On self-righteousness
Nicky used to spend the whole year at the special needs school where I spent a year as a volunteer house parent.
Suffering mild intellectual disability, he was a gentle and pleasant child. He was prone to occasional severe epilepsy, the medication then not being what it is now, and there was a need to keep an eye on him all of the time for fear he would suffer injury.
The religious sisters, who ran the school until the year after I was there, provided year round care for some of the boys.
Generally, such care was only necessary for those boys who would have simply gone into short term care elsewhere because there was no-one else able to look after them. I discovered this was not the case with Nicky.

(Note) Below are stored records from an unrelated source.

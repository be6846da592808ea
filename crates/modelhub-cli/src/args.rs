//! Command-line arguments.

use std::path::PathBuf;

use clap::{Parser, Subcommand};
use modelhub::{Error, HubConfig};

use crate::formatter::OutputFormat;

/// Model directory used when neither a flag nor the config file names one.
pub const DEFAULT_MODEL_PATH: &str = "./models";

/// modelhub command-line tool
#[derive(Parser, Debug)]
#[command(name = "modelhub")]
#[command(version, about = "Inspect a directory of model definitions", long_about = None)]
pub struct Args {
    /// Directory scanned for model definitions [default: ./models].
    #[arg(short, long)]
    pub model_path: Option<PathBuf>,

    /// JSON configuration file. Command-line flags override its values.
    #[arg(short, long)]
    pub config: Option<PathBuf>,

    /// Connection URL.
    #[arg(long)]
    pub url: Option<String>,

    /// Type plugins to load, in order (repeatable or comma-separated).
    #[arg(short, long = "type", value_delimiter = ',')]
    pub types: Vec<String>,

    /// Log database operations.
    #[arg(long)]
    pub debug: bool,

    /// Output format.
    #[arg(long, default_value = "table", value_enum)]
    pub format: OutputFormat,

    #[command(subcommand)]
    pub command: Command,
}

/// What to do with the loaded models.
#[derive(Subcommand, Debug, Clone, PartialEq, Eq)]
pub enum Command {
    /// List discovered models without loading them.
    List,
    /// Load one model and print its schema.
    Show {
        /// Model name.
        model: String,
    },
    /// Load every model and report failures and unresolved references.
    Check,
}

impl Args {
    /// Build the hub configuration.
    pub fn into_config(self) -> Result<(HubConfig, Command, OutputFormat), Error> {
        let mut config = match &self.config {
            Some(path) => HubConfig::from_file(path)?,
            None => HubConfig::default(),
        };

        if let Some(url) = self.url {
            config.url = url;
        }
        if !self.types.is_empty() {
            config = config.with_types(self.types);
        }
        if self.debug {
            config = config.with_debug(true);
        }
        match self.model_path {
            Some(path) => config = config.with_model_path(path),
            None if !config.has_model_path() => {
                config = config.with_model_path(DEFAULT_MODEL_PATH)
            }
            None => {}
        }

        Ok((config, self.command, self.format))
    }
}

We used to play with toy cars, running them up and down the polished floors of the corridor. Nicky would lie flat on the floor, his eyes right down at the level of the cars, trying to imagine that they were real.
There was one car that was his favourite, a Jaguar XJS, which at that time cost two or three times a working man’s annual pay.
“My dad has one of these”, he said.
“Yes, Nicky”, I replied. There seemed little point in arguing.
There was an open day for parents and Nicky became very excited about his parents coming to see him, he hadn’t seen them for months.
A white Jaguar XJS rolled up the drive, a larger version of the car we had raced up and down the corridor.
Nicky’s father was a very successful businessman. He and his wife said they could not cope with Nicky at home.
In the judgmental mood I would have assumed in those days, I thought, “could not or would not?”
They had another son, and to me at the time it seemed like the height of cruelty to leave poor Nicky at the school all year round.
Looking back now, I wonder about my own coolness towards them when they greeted me.
How would a twenty year old have any idea of the pain they had been through trying to care for Nicky and the thoughts that arose when they decided not to take him home for holidays?
What would all their neighbours have said?
What comments would their friends have passed behind their backs?
Probably things similar to those I thought.
It’s very easy to know every answer to every problem when you are not having to answer the questions yourself.
20 year old’s are usually judge-y little sods. And back then the parents were probably told by GP or other medicals that the boy would be better off in such an environment. Different now of course.
You are probably right. Hardly any of the boys at the school would now be at a special school.